Byline: Dianne M. Pogoda

NEW YORK — “You have to spend money to make money.”
While this is an adage most executives accept, it makes some reach for their wallets and some reach for the Maalox.
It’s easy to fork over big bucks for major national ad campaigns and splashy runway shows when a company already commands tremendous brand awareness — and volume to match. But the good news for small apparel companies on a tighter budget is that they don’t necessarily have to deplete their bank accounts to get a little recognition.
Opinions vary on how much money is needed. The advertising/marketing fund can be a bottomless pit, but for most makers, there is a limit.
“In today’s marketplace, if you don’t have a lot of money, you’re not building a brand,” said Herb Frichner, an adjunct professor of fashion buying and merchandising at the Fashion Institute of Technology here. “We live in a society bombarded by media, images, messages — that’s a lot to compete with. It’s very difficult to build a brand in this environment.”
That said, however, Frichner noted a maker can set spending priorities to best reach a targeted audience. He suggested a company participate in a store’s catalog, or, if it is lucky enough to be chosen, run a newspaper ad with a store. Another option: individualized direct mail, where a company sends out its own literature.
There is also the question of distribution.
“How you connect with the target consumer depends a lot on his or her lifestyle,” Frichner said. “There are so many more channels of distribution today, from department and specialty stores to mail order to TV home shopping to the Internet. It requires a great deal of consumer research to determine the best way to reach your audience. With all the options available, a maker can find a cost-effective way to distribute.
“Continuous consumer research must be a factor in any plan,” he said. “If you have a limited budget, I think that’s the best way to spend money. You can identify and focus on the market with that segment of the population that wants and can buy your product.”
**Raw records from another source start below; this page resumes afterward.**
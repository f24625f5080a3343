//! Object store uploads over HTTP
//!
//! Objects are written with `PUT {base_url}/{bucket}/{key}`, each path
//! segment percent-encoded. A directory is
//! uploaded file by file, each one keyed by its path relative to the
//! directory; a single file is keyed by its file name. Either way the data ends
//! up under the prefix named by the desired URI, which is what gets returned.

use async_trait::async_trait;
use quarry_core::uri::{is_remote_uri, split_remote_uri};
use reqwest::{Client, Url};
use std::path::{Path, PathBuf};
use tracing::{debug, info};

use crate::error::{ClientError, Result};
use crate::service::Uploader;

/// HTTP implementation of [`Uploader`]
#[derive(Debug, Clone)]
pub struct HttpUploader {
    base_url: String,
    client: Client,
}

impl HttpUploader {
    /// Creates a new uploader
    ///
    /// # Arguments
    /// * `base_url` - Base URL of the object store gateway
    pub fn new(base_url: impl Into<String>) -> Self {
        Self::with_client(base_url, Client::new())
    }

    pub fn with_client(base_url: impl Into<String>, client: Client) -> Self {
        let base_url = base_url.into();
        Self {
            base_url: base_url.trim_end_matches('/').to_string(),
            client,
        }
    }

    /// URL of one object, with the bucket and every key segment percent-encoded
    fn object_url(&self, bucket: &str, key: &str) -> Result<Url> {
        let mut url = Url::parse(&self.base_url).map_err(|e| {
            ClientError::InvalidRequest(format!(
                "Invalid storage endpoint {}: {}",
                self.base_url, e
            ))
        })?;

        url.path_segments_mut()
            .map_err(|_| {
                ClientError::InvalidRequest(format!(
                    "Storage endpoint cannot carry a path: {}",
                    self.base_url
                ))
            })?
            .pop_if_empty()
            .push(bucket)
            .extend(key.split('/'));

        Ok(url)
    }

    /// Writes one object
    async fn put_object(&self, bucket: &str, key: &str, body: Vec<u8>) -> Result<()> {
        let url = self.object_url(bucket, key)?;
        debug!("PUT {} ({} bytes)", url, body.len());

        let response = self.client.put(url).body(body).send().await?;
        crate::check_status(response).await.map(|_| ())
    }
}

#[async_trait]
impl Uploader for HttpUploader {
    async fn upload(&self, local_path: &Path, desired_uri: &str) -> Result<String> {
        let (bucket, prefix) = split_remote_uri(desired_uri).ok_or_else(|| {
            ClientError::InvalidRequest(format!("Not a remote storage URI: {}", desired_uri))
        })?;

        if is_remote_uri(&local_path.to_string_lossy()) {
            return Err(ClientError::InvalidRequest(format!(
                "Upload source must be a local path: {}",
                local_path.display()
            )));
        }

        let files = collect_files(local_path).await?;
        info!(
            "Uploading {} file(s) from {} to {}",
            files.len(),
            local_path.display(),
            desired_uri
        );

        for (relative, absolute) in files {
            let body = tokio::fs::read(&absolute)
                .await
                .map_err(|e| ClientError::io(&absolute, e))?;
            let key = object_key(prefix, &relative);
            self.put_object(bucket, &key, body).await?;
        }

        Ok(desired_uri.to_string())
    }
}

/// Joins a key prefix and a relative path with forward slashes
fn object_key(prefix: &str, relative: &Path) -> String {
    let relative = relative
        .components()
        .map(|c| c.as_os_str().to_string_lossy())
        .collect::<Vec<_>>()
        .join("/");

    if prefix.is_empty() {
        relative
    } else {
        format!("{}/{}", prefix, relative)
    }
}

/// Lists every file under `root` as `(relative path, absolute path)`
///
/// A plain file yields a single entry keyed by its file name.
async fn collect_files(root: &Path) -> Result<Vec<(PathBuf, PathBuf)>> {
    let metadata = tokio::fs::metadata(root)
        .await
        .map_err(|e| ClientError::io(root, e))?;

    if !metadata.is_dir() {
        let name = root.file_name().map(PathBuf::from).ok_or_else(|| {
            ClientError::InvalidRequest(format!("No file name in {}", root.display()))
        })?;
        return Ok(vec![(name, root.to_path_buf())]);
    }

    let mut files = Vec::new();
    let mut pending = vec![root.to_path_buf()];

    while let Some(dir) = pending.pop() {
        let mut entries = tokio::fs::read_dir(&dir)
            .await
            .map_err(|e| ClientError::io(&dir, e))?;

        while let Some(entry) = entries
            .next_entry()
            .await
            .map_err(|e| ClientError::io(&dir, e))?
        {
            let path = entry.path();
            let file_type = entry
                .file_type()
                .await
                .map_err(|e| ClientError::io(&path, e))?;

            if file_type.is_dir() {
                pending.push(path);
            } else if let Ok(relative) = path.strip_prefix(root) {
                files.push((relative.to_path_buf(), path.clone()));
            }
        }
    }

    files.sort();
    Ok(files)
}
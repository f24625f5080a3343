//! Session: the bundle of collaborators a job talks through
//!
//! A session is cheap to clone; every clone shares the same collaborators and
//! the same cached default bucket.

use anyhow::{Context, Result as AnyResult};
use quarry_client::{HttpUploader, ProcessingClient, ProcessingService, ServiceConfig, Uploader};
use std::path::Path;
use std::sync::Arc;
use std::time::Duration;
use tokio::sync::OnceCell;
use tracing::debug;

use crate::error::Result;
use crate::sink::{LogSink, TracingLogSink};

const DEFAULT_POLL_INTERVAL: Duration = Duration::from_secs(5);

/// Handle to the processing service, the object store and the log sink
#[derive(Clone)]
pub struct Session {
    service: Arc<dyn ProcessingService>,
    uploader: Arc<dyn Uploader>,
    log_sink: Arc<dyn LogSink>,
    poll_interval: Duration,
    default_bucket: Arc<OnceCell<String>>,
}

impl Session {
    /// Creates a session over arbitrary collaborators
    pub fn new(service: Arc<dyn ProcessingService>, uploader: Arc<dyn Uploader>) -> Self {
        Self {
            service,
            uploader,
            log_sink: Arc::new(TracingLogSink),
            poll_interval: DEFAULT_POLL_INTERVAL,
            default_bucket: Arc::new(OnceCell::new()),
        }
    }

    /// Creates a session backed by the HTTP clients
    ///
    /// # Errors
    /// Returns an error if the configuration is invalid or the HTTP client
    /// cannot be built.
    pub fn from_config(config: &ServiceConfig) -> AnyResult<Self> {
        config.validate()?;

        let http = reqwest::Client::builder()
            .timeout(config.request_timeout)
            .build()
            .context("Failed to build HTTP client")?;

        let service = ProcessingClient::with_client(config.endpoint.clone(), http.clone());
        let uploader = HttpUploader::with_client(config.storage_endpoint.clone(), http);

        Ok(Self::new(Arc::new(service), Arc::new(uploader))
            .with_poll_interval(config.poll_interval))
    }

    /// Creates a session from `QUARRY_*` environment variables
    pub fn from_env() -> AnyResult<Self> {
        let config = ServiceConfig::from_env().context("Failed to load service configuration")?;
        Self::from_config(&config)
    }

    pub fn with_log_sink(mut self, log_sink: Arc<dyn LogSink>) -> Self {
        self.log_sink = log_sink;
        self
    }

    pub fn with_poll_interval(mut self, poll_interval: Duration) -> Self {
        self.poll_interval = poll_interval;
        self
    }

    pub fn service(&self) -> &dyn ProcessingService {
        self.service.as_ref()
    }

    pub fn log_sink(&self) -> &dyn LogSink {
        self.log_sink.as_ref()
    }

    pub fn poll_interval(&self) -> Duration {
        self.poll_interval
    }

    /// Default bucket, fetched from the service on first use
    pub async fn default_bucket(&self) -> Result<String> {
        let bucket = self
            .default_bucket
            .get_or_try_init(|| async {
                let bucket = self.service.default_bucket().await?;
                debug!(bucket = %bucket, "Resolved default bucket");
                Ok::<_, quarry_client::ClientError>(bucket)
            })
            .await?;

        Ok(bucket.clone())
    }

    /// Uploads a local file or directory, returning its remote URI
    pub async fn upload(&self, local_path: &Path, desired_uri: &str) -> Result<String> {
        Ok(self.uploader.upload(local_path, desired_uri).await?)
    }
}

impl std::fmt::Debug for Session {
    fn fmt(&self, f: &mut std::fmt::Formatter<'_>) -> std::fmt::Result {
        f.debug_struct("Session")
            .field("poll_interval", &self.poll_interval)
            .field("default_bucket", &self.default_bucket.get())
            .finish_non_exhaustive()
    }
}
Brand-building generally takes a lot of image reinforcement, such as advertising, promotion, opinion leaders identified with the brand, signs and packaging, said management consultant R. Fulton Macdonald, of International Business Development Corp.
“As with any project, pouring money at it doesn’t yield positive sustained results,” he said. “But money helps a lot. The product has to live up to the image being driven. If it doesn’t, money is quickly wasted, and credibility is hard to win twice.”
Macdonald explained that in implementing and refining the marketing strategy, a maker should “place great attention on details that put the brand out there” and “convey the emotional as well as intellectual images that have been identified as desirable.”
“The main reason brands fail is because the concept sounds good, but implementation falls far short of the sophisticated nuances that separate the outstanding from the humdrum,” he said.
“Brand building is a lot like a politician building his or her image and acceptance,” Macdonald observed. “It takes a lot of ‘working the crowd,’ coupled with market research to tell how one is doing. Rarely does a brand-builder actually take polls. Maybe there is a fear that the money and effort being expended might not be working. But fooling oneself doesn’t get the job done.
“Entrenched brands are hard to dislodge,” he concluded. “It takes a lot of campaigning to win out over an established brand. But it can be done, and is done, every day — somewhere.”
Companies don’t have to spend a lot, but they do have to spend right, according to Sydney Brooks and Carol Fertig, partners in The Smart Co., a marketing and consulting firm here.
“You have to figure out whether you’re going to execute your marketing plans in-house or externally,” said Fertig. “This is the time to bring in the specialists.”
Brooks added, “There are plenty of formulas that have been developed over the years as to the right percentage of sales to spend on advertising or marketing, but that doesn’t always work. The best way is to determine a number you’re comfortable with, and work from there to figure the best value for your money.”
The partners advised makers looking for a specialist in communications or advertising to check out the prospective agency’s client roster, so a maker will know the agency understands his type of business; see how the agency solved the problems and met the challenges of its previous clients, and finally, check with those clients to get a read on how successful the projects were.
“It can be more of a challenge — and more exciting — to come up with a solution working with a smaller budget,” said Fertig.
When money is tight, Brooks and Fertig suggested, a maker might consider an investment of time to gain some publicity. For example, hooking up with a local charity in a community with the right demographics might cost a small donation, but can generate a lot of free press and connect with the consumer. Similarly, participating in a store wardrobe-building clinic provides information to the consumer and builds trust and credibility.
“Makers have to make an emotional connection with the consumer,” Fertig said.
“This is not to negate the importance of advertising,” said Brooks, “but that comes with time. You might have to begin by taking baby steps. There’s nothing wrong with starting with a small budget.”

Editor’s Note: This is part of a monthly series.